**What is expected**
Give the number of lines below that contain the string "ActionMode", and no other text.

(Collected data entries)
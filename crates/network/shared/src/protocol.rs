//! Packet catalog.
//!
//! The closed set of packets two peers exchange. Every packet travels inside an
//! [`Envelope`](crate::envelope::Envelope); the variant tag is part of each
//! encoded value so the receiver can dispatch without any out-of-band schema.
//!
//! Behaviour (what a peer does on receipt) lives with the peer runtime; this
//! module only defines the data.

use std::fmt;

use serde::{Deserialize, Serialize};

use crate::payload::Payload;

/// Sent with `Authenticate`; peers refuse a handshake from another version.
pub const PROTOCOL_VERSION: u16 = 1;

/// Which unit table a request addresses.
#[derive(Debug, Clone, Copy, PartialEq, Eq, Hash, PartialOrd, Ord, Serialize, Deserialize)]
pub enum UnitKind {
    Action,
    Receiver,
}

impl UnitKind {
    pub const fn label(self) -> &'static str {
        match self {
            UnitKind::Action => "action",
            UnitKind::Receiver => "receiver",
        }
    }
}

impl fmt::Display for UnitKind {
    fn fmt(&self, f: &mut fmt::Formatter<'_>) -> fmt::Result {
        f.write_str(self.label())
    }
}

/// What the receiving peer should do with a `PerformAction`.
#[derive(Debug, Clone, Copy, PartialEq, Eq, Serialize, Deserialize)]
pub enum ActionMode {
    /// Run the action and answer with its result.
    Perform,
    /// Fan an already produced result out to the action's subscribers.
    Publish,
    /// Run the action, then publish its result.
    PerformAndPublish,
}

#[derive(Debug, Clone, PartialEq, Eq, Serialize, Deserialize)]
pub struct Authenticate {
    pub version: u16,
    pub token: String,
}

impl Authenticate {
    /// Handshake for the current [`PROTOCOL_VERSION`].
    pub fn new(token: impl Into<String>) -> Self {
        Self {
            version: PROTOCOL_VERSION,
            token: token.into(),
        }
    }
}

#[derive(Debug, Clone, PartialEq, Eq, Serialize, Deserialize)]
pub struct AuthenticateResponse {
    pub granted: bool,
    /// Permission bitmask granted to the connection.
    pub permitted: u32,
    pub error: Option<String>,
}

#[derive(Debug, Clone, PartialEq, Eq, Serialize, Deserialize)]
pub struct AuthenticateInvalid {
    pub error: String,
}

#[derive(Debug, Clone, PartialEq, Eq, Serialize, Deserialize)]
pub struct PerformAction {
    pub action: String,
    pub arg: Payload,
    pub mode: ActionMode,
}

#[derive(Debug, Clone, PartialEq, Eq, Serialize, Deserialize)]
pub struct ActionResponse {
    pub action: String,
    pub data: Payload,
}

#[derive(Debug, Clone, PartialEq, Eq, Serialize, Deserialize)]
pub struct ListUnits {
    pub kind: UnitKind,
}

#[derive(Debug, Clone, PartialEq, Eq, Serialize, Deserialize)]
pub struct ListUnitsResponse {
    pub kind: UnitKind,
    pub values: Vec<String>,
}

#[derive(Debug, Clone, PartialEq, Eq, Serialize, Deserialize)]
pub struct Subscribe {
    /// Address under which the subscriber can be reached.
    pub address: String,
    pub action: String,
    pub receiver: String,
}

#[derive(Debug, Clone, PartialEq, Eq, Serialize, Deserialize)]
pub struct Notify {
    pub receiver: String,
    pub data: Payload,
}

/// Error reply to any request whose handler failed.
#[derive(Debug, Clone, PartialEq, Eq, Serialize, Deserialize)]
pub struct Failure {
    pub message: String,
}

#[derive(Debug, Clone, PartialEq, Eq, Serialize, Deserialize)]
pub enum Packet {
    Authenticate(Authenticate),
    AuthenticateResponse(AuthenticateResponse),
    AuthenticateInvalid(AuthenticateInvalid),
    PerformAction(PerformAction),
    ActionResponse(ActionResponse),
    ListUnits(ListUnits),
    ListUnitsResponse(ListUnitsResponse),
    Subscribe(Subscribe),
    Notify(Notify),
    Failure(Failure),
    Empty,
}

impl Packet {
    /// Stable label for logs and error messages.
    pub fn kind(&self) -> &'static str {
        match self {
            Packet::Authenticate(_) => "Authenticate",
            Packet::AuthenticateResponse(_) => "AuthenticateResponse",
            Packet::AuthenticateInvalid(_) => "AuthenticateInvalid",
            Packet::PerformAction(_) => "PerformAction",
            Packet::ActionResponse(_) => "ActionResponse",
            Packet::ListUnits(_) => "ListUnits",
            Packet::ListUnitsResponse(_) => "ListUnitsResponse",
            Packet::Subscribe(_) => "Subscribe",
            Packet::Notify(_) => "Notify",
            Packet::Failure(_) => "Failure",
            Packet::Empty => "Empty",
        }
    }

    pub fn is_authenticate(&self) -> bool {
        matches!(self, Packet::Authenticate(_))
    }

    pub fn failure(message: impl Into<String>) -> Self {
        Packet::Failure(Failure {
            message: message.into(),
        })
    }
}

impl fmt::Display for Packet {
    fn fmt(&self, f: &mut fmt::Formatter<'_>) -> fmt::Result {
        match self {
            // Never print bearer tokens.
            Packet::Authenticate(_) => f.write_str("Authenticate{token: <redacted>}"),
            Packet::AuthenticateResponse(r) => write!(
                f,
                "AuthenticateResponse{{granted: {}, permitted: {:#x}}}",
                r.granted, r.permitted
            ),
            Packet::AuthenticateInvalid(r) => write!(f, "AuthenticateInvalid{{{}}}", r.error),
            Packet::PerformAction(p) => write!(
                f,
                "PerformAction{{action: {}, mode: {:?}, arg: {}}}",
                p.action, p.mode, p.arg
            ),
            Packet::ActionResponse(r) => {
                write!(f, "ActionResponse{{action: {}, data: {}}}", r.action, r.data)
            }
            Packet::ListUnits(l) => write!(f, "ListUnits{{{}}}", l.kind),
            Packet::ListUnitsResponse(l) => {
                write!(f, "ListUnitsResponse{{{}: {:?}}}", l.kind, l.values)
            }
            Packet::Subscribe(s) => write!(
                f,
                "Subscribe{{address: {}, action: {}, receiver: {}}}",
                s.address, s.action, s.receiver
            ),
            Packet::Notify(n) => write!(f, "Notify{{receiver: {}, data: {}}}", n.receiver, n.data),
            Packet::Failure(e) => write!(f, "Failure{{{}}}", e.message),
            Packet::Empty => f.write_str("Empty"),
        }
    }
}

**Reply**
2